'[OpenJDK 2D-Dev] Thread-Private RenderBuffers for RenderQueue?'

[prev in list] [next in list] [prev in thread] [next in thread] 

List:       openjdk-2d-dev
Subject:    [OpenJDK 2D-Dev] Thread-Private RenderBuffers for RenderQueue?
From:       Dmitri.Trembovetski () Sun ! COM (Dmitri Trembovetski)
Date:       2008-03-25 18:35:08
Message-ID: 47E945DC.2030404 () Sun ! COM
[Download RAW message or body]


   Hi Clemens,

Clemens Eisserer wrote:
> 3.)  http://bugs.sun.com/bugdatabase/view_bug.do?bug_id=6253009
> Mentions a deadlock problem that can occur with a seperate lock for
> the RenderQueue.
> For my X11 pipeline it would be enough to ensure only one thread does
> access xlib, it does not have to be always the queue-flush thread. So
> if I would allow sync()/flushNow() on any thread, the problem would
> not exist, right?
> 
> 4.)
>> If the thread calling sync() sees theInstance as null, this means
>>  that it could not have anything to sync
> As far as I understand the JMM, it could be that thread1 already
> called getInstance() (which creates and sets theInstance()), but
> thread2 calls sync() - but sees null.
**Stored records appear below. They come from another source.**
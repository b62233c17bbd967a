//! Physical storage: warehouses, their zones and the bins inside each zone.

use chrono::{DateTime, Utc};
use serde::{Deserialize, Serialize};
use sqlx::FromRow;
use uuid::Uuid;

use crate::error::AppError;

/// Upper bound for a single generated grid.
pub const MAX_GRID_BINS: u32 = 10_000;

#[derive(Debug, Clone, FromRow, Serialize)]
pub struct Warehouse {
    pub id: Uuid,
    #[serde(skip_serializing)]
    pub tenant_id: Uuid,
    pub code: String,
    pub name: String,
    pub address: Option<String>,
    pub is_active: bool,
    pub created_at: DateTime<Utc>,
    pub updated_at: DateTime<Utc>,
    #[serde(skip_serializing)]
    pub deleted_at: Option<DateTime<Utc>>,
}

#[derive(Debug, Clone, FromRow, Serialize)]
pub struct Zone {
    pub id: Uuid,
    #[serde(skip_serializing)]
    pub tenant_id: Uuid,
    pub warehouse_id: Uuid,
    pub code: String,
    pub name: String,
    pub is_active: bool,
    pub created_at: DateTime<Utc>,
}

#[derive(Debug, Clone, FromRow, Serialize)]
pub struct Bin {
    pub id: Uuid,
    #[serde(skip_serializing)]
    pub tenant_id: Uuid,
    pub zone_id: Uuid,
    pub address: String,
    pub capacity: i32,
    pub current_occupancy: i32,
    pub is_active: bool,
    pub is_blocked: bool,
    pub block_reason: Option<String>,
    pub created_at: DateTime<Utc>,
    pub updated_at: DateTime<Utc>,
}

tenant_record!(Warehouse, Zone, Bin);

/// Normalise a location code: trimmed, upper-case, non-empty.
pub fn normalize_code(code: &str) -> Result<String, AppError> {
    let code = code.trim().to_ascii_uppercase();
    if code.is_empty() {
        return Err(AppError::bad_request("Code is required"));
    }
    if !code
        .chars()
        .all(|c| c.is_ascii_alphanumeric() || c == '-' || c == '_')
    {
        return Err(AppError::BadRequest(format!("Invalid code: {code}")));
    }
    Ok(code)
}

impl Warehouse {
    pub fn new(tenant_id: Uuid, request: CreateWarehouseRequest) -> Result<Self, AppError> {
        let code = normalize_code(&request.code)?;
        if request.name.trim().is_empty() {
            return Err(AppError::bad_request("Warehouse name is required"));
        }
        let now = Utc::now();
        Ok(Self {
            id: Uuid::new_v4(),
            tenant_id,
            code,
            name: request.name,
            address: request.address,
            is_active: true,
            created_at: now,
            updated_at: now,
            deleted_at: None,
        })
    }
}

impl Zone {
    pub fn new(warehouse: &Warehouse, request: CreateZoneRequest) -> Result<Self, AppError> {
        let code = normalize_code(&request.code)?;
        Ok(Self {
            id: Uuid::new_v4(),
            tenant_id: warehouse.tenant_id,
            warehouse_id: warehouse.id,
            code,
            name: request.name,
            is_active: true,
            created_at: Utc::now(),
        })
    }
}

impl Bin {
    pub fn new(zone: &Zone, address: String, capacity: i32) -> Result<Self, AppError> {
        if capacity <= 0 {
            return Err(AppError::bad_request("Bin capacity must be positive"));
        }
        let address = normalize_code(&address)?;
        let now = Utc::now();
        Ok(Self {
            id: Uuid::new_v4(),
            tenant_id: zone.tenant_id,
            zone_id: zone.id,
            address,
            capacity,
            current_occupancy: 0,
            is_active: true,
            is_blocked: false,
            block_reason: None,
            created_at: now,
            updated_at: now,
        })
    }

    pub fn available_capacity(&self) -> i32 {
        (self.capacity - self.current_occupancy).max(0)
    }

    pub fn is_full(&self) -> bool {
        self.current_occupancy >= self.capacity
    }

    /// Percentage rounded to two decimals.
    pub fn occupancy_percentage(&self) -> f64 {
        if self.capacity <= 0 {
            return 0.0;
        }
        let pct = f64::from(self.current_occupancy) * 100.0 / f64::from(self.capacity);
        (pct * 100.0).round() / 100.0
    }

    /// Reserve room for incoming units.
    pub fn receive(&mut self, quantity: i32) -> Result<(), AppError> {
        if !self.is_active {
            return Err(AppError::BadRequest(format!("Bin {} is inactive", self.address)));
        }
        if self.is_blocked {
            return Err(AppError::BadRequest(format!("Bin {} is blocked", self.address)));
        }
        if quantity > self.available_capacity() {
            return Err(AppError::bad_request("Bin capacity exceeded"));
        }
        self.current_occupancy += quantity;
        self.updated_at = Utc::now();
        Ok(())
    }

    /// Free room after units leave. Occupancy never drops below zero.
    pub fn release(&mut self, quantity: i32) {
        self.current_occupancy = (self.current_occupancy - quantity).max(0);
        self.updated_at = Utc::now();
    }

    pub fn block(&mut self, reason: String) -> Result<(), AppError> {
        if reason.trim().is_empty() {
            return Err(AppError::bad_request("A block reason is required"));
        }
        if self.is_blocked {
            return Err(AppError::bad_request("Bin is already blocked"));
        }
        self.is_blocked = true;
        self.block_reason = Some(reason);
        self.updated_at = Utc::now();
        Ok(())
    }

    pub fn unblock(&mut self) -> Result<(), AppError> {
        if !self.is_blocked {
            return Err(AppError::bad_request("Bin is not blocked"));
        }
        self.is_blocked = false;
        self.block_reason = None;
        self.updated_at = Utc::now();
        Ok(())
    }
}

#[derive(Debug, Serialize)]
pub struct BinResponse {
    #[serde(flatten)]
    pub bin: Bin,
    pub occupancy_percentage: f64,
    pub available_capacity: i32,
    pub is_full: bool,
}

impl From<Bin> for BinResponse {
    fn from(bin: Bin) -> Self {
        Self {
            occupancy_percentage: bin.occupancy_percentage(),
            available_capacity: bin.available_capacity(),
            is_full: bin.is_full(),
            bin,
        }
    }
}

/// Grid layout for bulk bin creation.
#[derive(Debug, Deserialize)]
pub struct GenerateBinsRequest {
    pub aisles: u32,
    pub shelves_per_aisle: u32,
    pub levels_per_shelf: u32,
    pub capacity: i32,
}

impl GenerateBinsRequest {
    /// Addresses `ZONE-AA-SS-LL`, aisle-major.
    pub fn addresses(&self, zone_code: &str) -> Result<Vec<String>, AppError> {
        let dims = [self.aisles, self.shelves_per_aisle, self.levels_per_shelf];
        if dims.iter().any(|d| *d == 0 || *d > 99) {
            return Err(AppError::bad_request(
                "Aisles, shelves and levels must be between 1 and 99",
            ));
        }
        let total = self.aisles * self.shelves_per_aisle * self.levels_per_shelf;
        if total > MAX_GRID_BINS {
            return Err(AppError::BadRequest(format!(
                "A grid may create at most {MAX_GRID_BINS} bins"
            )));
        }

        let mut addresses = Vec::with_capacity(total as usize);
        for aisle in 1..=self.aisles {
            for shelf in 1..=self.shelves_per_aisle {
                for level in 1..=self.levels_per_shelf {
                    addresses.push(format!("{zone_code}-{aisle:02}-{shelf:02}-{level:02}"));
                }
            }
        }
        Ok(addresses)
    }
}

#[derive(Debug, Serialize)]
pub struct GenerateBinsResponse {
    pub created: usize,
    pub skipped: usize,
    pub bins: Vec<BinResponse>,
}

#[derive(Debug, Serialize, PartialEq)]
pub struct ZoneOccupancy {
    pub zone_id: Uuid,
    pub total_bins: usize,
    pub blocked_bins: usize,
    pub full_bins: usize,
    pub empty_bins: usize,
    pub total_capacity: i64,
    pub total_occupancy: i64,
    pub occupancy_percentage: f64,
}

impl ZoneOccupancy {
    pub fn compute(zone_id: Uuid, bins: &[Bin]) -> Self {
        let total_capacity: i64 = bins.iter().map(|b| i64::from(b.capacity)).sum();
        let total_occupancy: i64 = bins.iter().map(|b| i64::from(b.current_occupancy)).sum();
        let occupancy_percentage = if total_capacity == 0 {
            0.0
        } else {
            ((total_occupancy as f64 * 100.0 / total_capacity as f64) * 100.0).round() / 100.0
        };

        Self {
            zone_id,
            total_bins: bins.len(),
            blocked_bins: bins.iter().filter(|b| b.is_blocked).count(),
            full_bins: bins.iter().filter(|b| b.is_full()).count(),
            empty_bins: bins.iter().filter(|b| b.current_occupancy == 0).count(),
            total_capacity,
            total_occupancy,
            occupancy_percentage,
        }
    }
}

#[derive(Debug, Deserialize)]
pub struct CreateWarehouseRequest {
    pub code: String,
    pub name: String,
    pub address: Option<String>,
}

#[derive(Debug, Deserialize)]
pub struct UpdateWarehouseRequest {
    pub name: Option<String>,
    pub address: Option<String>,
    pub is_active: Option<bool>,
}

#[derive(Debug, Deserialize)]
pub struct CreateZoneRequest {
    pub code: String,
    pub name: String,
}

#[derive(Debug, Deserialize)]
pub struct CreateBinRequest {
    pub address: String,
    pub capacity: i32,
}

#[derive(Debug, Deserialize)]
pub struct BlockBinRequest {
    pub reason: String,
}

#[cfg(test)]
mod tests {
    use super::*;

    fn zone() -> Zone {
        let warehouse = Warehouse::new(
            Uuid::new_v4(),
            CreateWarehouseRequest {
                code: "main".into(),
                name: "Main".into(),
                address: None,
            },
        )
        .unwrap();
        Zone::new(
            &warehouse,
            CreateZoneRequest {
                code: "a".into(),
                name: "Picking".into(),
            },
        )
        .unwrap()
    }

    #[test]
    fn codes_are_normalised() {
        assert_eq!(normalize_code(" wh-01 ").unwrap(), "WH-01");
        assert!(normalize_code("   ").is_err());
        assert!(normalize_code("A/B").is_err());
    }

    #[test]
    fn occupancy_math() {
        let mut bin = Bin::new(&zone(), "A-01".into(), 3).unwrap();
        bin.receive(1).unwrap();
        assert_eq!(bin.occupancy_percentage(), 33.33);
        assert_eq!(bin.available_capacity(), 2);
        bin.receive(2).unwrap();
        assert!(bin.is_full());
        assert_eq!(bin.occupancy_percentage(), 100.0);
    }

    #[test]
    fn receive_guards() {
        let mut bin = Bin::new(&zone(), "A-01".into(), 10).unwrap();
        let err = bin.receive(11).unwrap_err();
        assert_eq!(err.to_string(), "Bin capacity exceeded");

        bin.block("Damaged rack".into()).unwrap();
        assert!(bin.receive(1).is_err());
        bin.unblock().unwrap();
        bin.receive(1).unwrap();

        bin.is_active = false;
        assert!(bin.receive(1).is_err());
    }

    #[test]
    fn capacity_must_be_positive() {
        assert!(Bin::new(&zone(), "A-01".into(), 0).is_err());
    }

    #[test]
    fn block_requires_reason() {
        let mut bin = Bin::new(&zone(), "A-01".into(), 10).unwrap();
        assert!(bin.block(" ".into()).is_err());
        assert!(bin.unblock().is_err());
    }

    #[test]
    fn grid_addresses() {
        let request = GenerateBinsRequest {
            aisles: 2,
            shelves_per_aisle: 2,
            levels_per_shelf: 3,
            capacity: 50,
        };
        let addresses = request.addresses("A").unwrap();
        assert_eq!(addresses.len(), 12);
        assert_eq!(addresses[0], "A-01-01-01");
        assert_eq!(addresses[11], "A-02-02-03");
    }

    #[test]
    fn grid_limits() {
        let request = GenerateBinsRequest {
            aisles: 0,
            shelves_per_aisle: 1,
            levels_per_shelf: 1,
            capacity: 1,
        };
        assert!(request.addresses("A").is_err());
    }

    #[test]
    fn zone_summary() {
        let z = zone();
        let mut full = Bin::new(&z, "A-01".into(), 2).unwrap();
        full.receive(2).unwrap();
        let empty = Bin::new(&z, "A-02".into(), 6).unwrap();
        let summary = ZoneOccupancy::compute(z.id, &[full, empty]);
        assert_eq!(summary.total_bins, 2);
        assert_eq!(summary.full_bins, 1);
        assert_eq!(summary.empty_bins, 1);
        assert_eq!(summary.occupancy_percentage, 25.0);
    }
}
//! Employee absences and the absence type value object.

use chrono::{DateTime, NaiveDate, Utc};
use serde::{Deserialize, Serialize};
use sqlx::FromRow;
use uuid::Uuid;

use crate::error::AppError;

string_enum! {
    /// Why an employee is away.
    pub enum AbsenceType {
        Vacation => "VACATION",
        SickLeave => "SICK_LEAVE",
        PersonalLeave => "PERSONAL_LEAVE",
        MaternityLeave => "MATERNITY_LEAVE",
        PaternityLeave => "PATERNITY_LEAVE",
        Bereavement => "BEREAVEMENT",
        Wedding => "WEDDING",
        JuryDuty => "JURY_DUTY",
        UnpaidLeave => "UNPAID_LEAVE",
        Other => "OTHER",
    }
}

impl AbsenceType {
    pub fn is_paid(&self) -> bool {
        *self != AbsenceType::UnpaidLeave
    }

    /// Types that must be backed by a supporting document (medical certificate, court summons, ...).
    pub fn requires_document(&self) -> bool {
        matches!(
            self,
            AbsenceType::SickLeave
                | AbsenceType::MaternityLeave
                | AbsenceType::PaternityLeave
                | AbsenceType::Bereavement
                | AbsenceType::JuryDuty
        )
    }

    pub fn is_vacation(&self) -> bool {
        *self == AbsenceType::Vacation
    }
}

string_enum! {
    pub enum AbsenceStatus {
        Pending => "PENDING",
        Approved => "APPROVED",
        Rejected => "REJECTED",
        Cancelled => "CANCELLED",
    }
}

impl AbsenceStatus {
    /// Statuses that block the employee's calendar.
    pub fn is_blocking(&self) -> bool {
        matches!(self, AbsenceStatus::Pending | AbsenceStatus::Approved)
    }
}

#[derive(Debug, Clone, FromRow, Serialize)]
pub struct Absence {
    pub id: Uuid,
    #[serde(skip_serializing)]
    pub tenant_id: Uuid,
    pub employee_id: Uuid,
    pub absence_type: AbsenceType,
    pub start_date: NaiveDate,
    pub end_date: NaiveDate,
    /// Calendar days, both ends inclusive.
    pub total_days: i32,
    pub reason: Option<String>,
    pub document_url: Option<String>,
    pub status: AbsenceStatus,
    /// User who filed the request; notified when it is reviewed.
    pub requested_by: Uuid,
    pub reviewed_by: Option<Uuid>,
    pub reviewed_at: Option<DateTime<Utc>>,
    pub rejection_reason: Option<String>,
    pub created_at: DateTime<Utc>,
    pub updated_at: DateTime<Utc>,
}

tenant_record!(Absence);

/// Inclusive day count between two dates.
pub fn inclusive_days(start: NaiveDate, end: NaiveDate) -> i32 {
    (end - start).num_days() as i32 + 1
}

impl Absence {
    pub fn overlaps(&self, start: NaiveDate, end: NaiveDate) -> bool {
        self.start_date <= end && start <= self.end_date
    }

    pub fn approve(&mut self, reviewer: Uuid) -> Result<(), AppError> {
        self.ensure_pending("approved")?;
        self.status = AbsenceStatus::Approved;
        self.mark_reviewed(reviewer);
        Ok(())
    }

    pub fn reject(&mut self, reviewer: Uuid, reason: String) -> Result<(), AppError> {
        self.ensure_pending("rejected")?;
        if reason.trim().is_empty() {
            return Err(AppError::bad_request("A rejection reason is required"));
        }
        self.status = AbsenceStatus::Rejected;
        self.rejection_reason = Some(reason);
        self.mark_reviewed(reviewer);
        Ok(())
    }

    pub fn cancel(&mut self) -> Result<(), AppError> {
        if !self.status.is_blocking() {
            return Err(AppError::BadRequest(format!(
                "Absence in status {} cannot be cancelled",
                self.status
            )));
        }
        self.status = AbsenceStatus::Cancelled;
        self.updated_at = Utc::now();
        Ok(())
    }

    fn ensure_pending(&self, verb: &str) -> Result<(), AppError> {
        if self.status != AbsenceStatus::Pending {
            return Err(AppError::BadRequest(format!(
                "Only pending absences can be {verb}"
            )));
        }
        Ok(())
    }

    fn mark_reviewed(&mut self, reviewer: Uuid) {
        let now = Utc::now();
        self.reviewed_by = Some(reviewer);
        self.reviewed_at = Some(now);
        self.updated_at = now;
    }
}

/// Request body for filing an absence.
///
/// # JSON Example
///
/// ```json
/// {
///   "employee_id": "550e8400-e29b-41d4-a716-446655440000",
///   "absence_type": "SICK_LEAVE",
///   "start_date": "2025-02-03",
///   "end_date": "2025-02-05",
///   "document_url": "/files/tenant/absences/certificate.pdf"
/// }
/// ```
#[derive(Debug, Deserialize)]
pub struct RequestAbsenceRequest {
    pub employee_id: Uuid,
    pub absence_type: AbsenceType,
    pub start_date: NaiveDate,
    pub end_date: NaiveDate,
    pub reason: Option<String>,
    pub document_url: Option<String>,
}

#[derive(Debug, Deserialize)]
pub struct RejectAbsenceRequest {
    pub reason: String,
}

#[derive(Debug, Default, Deserialize)]
pub struct AbsenceFilter {
    pub employee_id: Option<Uuid>,
    pub status: Option<AbsenceStatus>,
    pub absence_type: Option<AbsenceType>,
}

#[cfg(test)]
mod tests {
    use super::*;

    fn date(y: i32, m: u32, d: u32) -> NaiveDate {
        NaiveDate::from_ymd_opt(y, m, d).unwrap()
    }

    fn absence(status: AbsenceStatus) -> Absence {
        let now = Utc::now();
        Absence {
            id: Uuid::new_v4(),
            tenant_id: Uuid::new_v4(),
            employee_id: Uuid::new_v4(),
            absence_type: AbsenceType::PersonalLeave,
            start_date: date(2025, 2, 3),
            end_date: date(2025, 2, 5),
            total_days: 3,
            reason: None,
            document_url: None,
            status,
            requested_by: Uuid::new_v4(),
            reviewed_by: None,
            reviewed_at: None,
            rejection_reason: None,
            created_at: now,
            updated_at: now,
        }
    }

    #[test]
    fn absence_type_predicates() {
        assert!(AbsenceType::SickLeave.requires_document());
        assert!(!AbsenceType::Wedding.requires_document());
        assert!(!AbsenceType::UnpaidLeave.is_paid());
        assert!(AbsenceType::Vacation.is_paid());
        assert!(AbsenceType::Vacation.is_vacation());
    }

    #[test]
    fn inclusive_day_count() {
        assert_eq!(inclusive_days(date(2025, 2, 3), date(2025, 2, 3)), 1);
        assert_eq!(inclusive_days(date(2025, 2, 27), date(2025, 3, 2)), 4);
    }

    #[test]
    fn overlap_is_inclusive() {
        let a = absence(AbsenceStatus::Pending);
        assert!(a.overlaps(date(2025, 2, 5), date(2025, 2, 9)));
        assert!(a.overlaps(date(2025, 1, 30), date(2025, 2, 3)));
        assert!(!a.overlaps(date(2025, 2, 6), date(2025, 2, 9)));
    }

    #[test]
    fn review_only_from_pending() {
        let reviewer = Uuid::new_v4();
        let mut a = absence(AbsenceStatus::Pending);
        a.approve(reviewer).unwrap();
        assert_eq!(a.status, AbsenceStatus::Approved);
        assert_eq!(a.reviewed_by, Some(reviewer));
        assert!(a.approve(reviewer).is_err());
        assert!(a.reject(reviewer, "late".into()).is_err());
    }

    #[test]
    fn reject_requires_reason() {
        let mut a = absence(AbsenceStatus::Pending);
        assert!(a.reject(Uuid::new_v4(), "  ".into()).is_err());
        assert_eq!(a.status, AbsenceStatus::Pending);
    }

    #[test]
    fn cancel_from_approved_but_not_rejected() {
        let mut approved = absence(AbsenceStatus::Approved);
        approved.cancel().unwrap();
        assert_eq!(approved.status, AbsenceStatus::Cancelled);

        let mut rejected = absence(AbsenceStatus::Rejected);
        assert!(rejected.cancel().is_err());
    }
}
Don't know wether a lost sync()
> could be a problem at all.

   It might be a problem in an unlikely scenario where an application
   uses a thread to only call sync() from it and never calling
   any getInstance().

> 
> 5.)
>> Anyway, I would suggest that you look at optimizing
>> this later
> Yes, that would be probably the best.
> 
> I was just a bit worried which design I should choose.
> The JNI-overhead itself (35 cycles, Core2Duo) is so small, that I am
> not sure wether the whole Buffered Rendering is a win at all.
> I benchmarked the switch-statement which is used to decode the
> command-stream and on my Core2Duo. Only calling the switch in a loop
> already takes 20 cycles (which is quite reasonable keeping in mind the
> generated table-jump puzzles the pipeline). Add the overhead of
> stream-encoding, inter-thread communication and I guess it's also
> somewhere between 30-50 cycles per j2d-primitive.
> 
> However if I could remove most of the locking, which at least on my
> machine seems to add a lot of overhead, this would justify the
> additional code.
> With thread-private buffers, and all threads allowed to flush the
> queue themself instead of relying on the queue-flush-thread to do it,
> it should be possible.

   You're welcome to implement the pipeline however you wish.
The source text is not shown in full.